(TASK INSTRUCTIONS): Write out only the opening lines of the entries, through the line with "pub trait MessageHandler: Send".

(Dataset entries):
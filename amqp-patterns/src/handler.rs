use async_trait::async_trait;
use serde_json::Value;
use std::future::Future;
use std::sync::Arc;

use crate::error::Result;
use crate::message::Message;

/// What a handler produces: an optional reply payload.
///
/// Only RPC servers send the value anywhere; the other patterns discard it.
pub type HandlerResult = Result<Option<Value>>;

/// Trait for implementing pattern handlers
#[async_trait]
pub trait MessageHandler: Send + Sync {
    /// Handle one decoded message
    async fn handle(&self, message: Message) -> HandlerResult;

    /// Get handler name for debugging
    fn name(&self) -> &str {
        "MessageHandler"
    }
}

/// Simple function-based handler
pub struct FunctionHandler<F> {
    name: String,
    handler: F,
}

impl<F> FunctionHandler<F> {
    pub fn new(name: impl Into<String>, handler: F) -> Self {
        Self {
            name: name.into(),
            handler,
        }
    }
}

#[async_trait]
impl<F, Fut> MessageHandler for FunctionHandler<F>
where
    F: Fn(Message) -> Fut + Send + Sync,
    Fut: Future<Output = HandlerResult> + Send,
{
    async fn handle(&self, message: Message) -> HandlerResult {
        (self.handler)(message).await
    }

    fn name(&self) -> &str {
        &self.name
    }
}

/// Wrap a closure as a shareable handler
pub fn handler_fn<F, Fut>(name: impl Into<String>, handler: F) -> Arc<dyn MessageHandler>
where
    F: Fn(Message) -> Fut + Send + Sync + 'static,
    Fut: Future<Output = HandlerResult> + Send + 'static,
{
    Arc::new(FunctionHandler::new(name, handler))
}

/// Run a handler on its own task so a panic surfaces as an error
pub(crate) async fn invoke(handler: &Arc<dyn MessageHandler>, message: Message) -> HandlerResult {
    let handler = handler.clone();
    tokio::spawn(async move { handler.handle(message).await }).await?
}

#[cfg(test)]
mod tests {
    use super::*;
    use crate::error::PatternsError;
    use serde_json::json;

    #[tokio::test]
    async fn test_function_handler() {
        let handler = handler_fn("echo", |msg: Message| async move { Ok(Some(msg.payload)) });

        assert_eq!(handler.name(), "echo");
        let reply = handler.handle(Message::from_payload(json!({"a": 1}))).await.unwrap();
        assert_eq!(reply, Some(json!({"a": 1})));
    }

    #[tokio::test]
    async fn test_invoke_turns_panic_into_error() {
        let handler = handler_fn("explodes", |_msg: Message| async move {
            if true {
                panic!("handler blew up");
            }
            Ok(None)
        });

        let result = invoke(&handler, Message::from_payload(json!({}))).await;
        assert!(matches!(result, Err(PatternsError::Join(_))));
    }

    #[tokio::test]
    async fn test_invoke_passes_handler_errors_through() {
        let handler = handler_fn("fails", |_msg: Message| async move {
            Err(PatternsError::handler_error("nope"))
        });

        let result = invoke(&handler, Message::from_payload(json!({}))).await;
        assert!(matches!(result, Err(PatternsError::Handler(_))));
    }
}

(YOUR RESPONSE):
filename amqp-patterns/src/handler.rs
use async_trait::async_trait;
use serde_json::Value;
use std::future::Future;
use std::sync::Arc;

use crate::error::Result;
use crate::message::Message;

/// What a handler produces: an optional reply payload.
///
/// Only RPC servers send the value anywhere; the other patterns discard it.
pub type HandlerResult = Result<Option<Value>>;

/// Trait for implementing pattern handlers
#[async_trait]
pub trait MessageHandler: Send + Sync {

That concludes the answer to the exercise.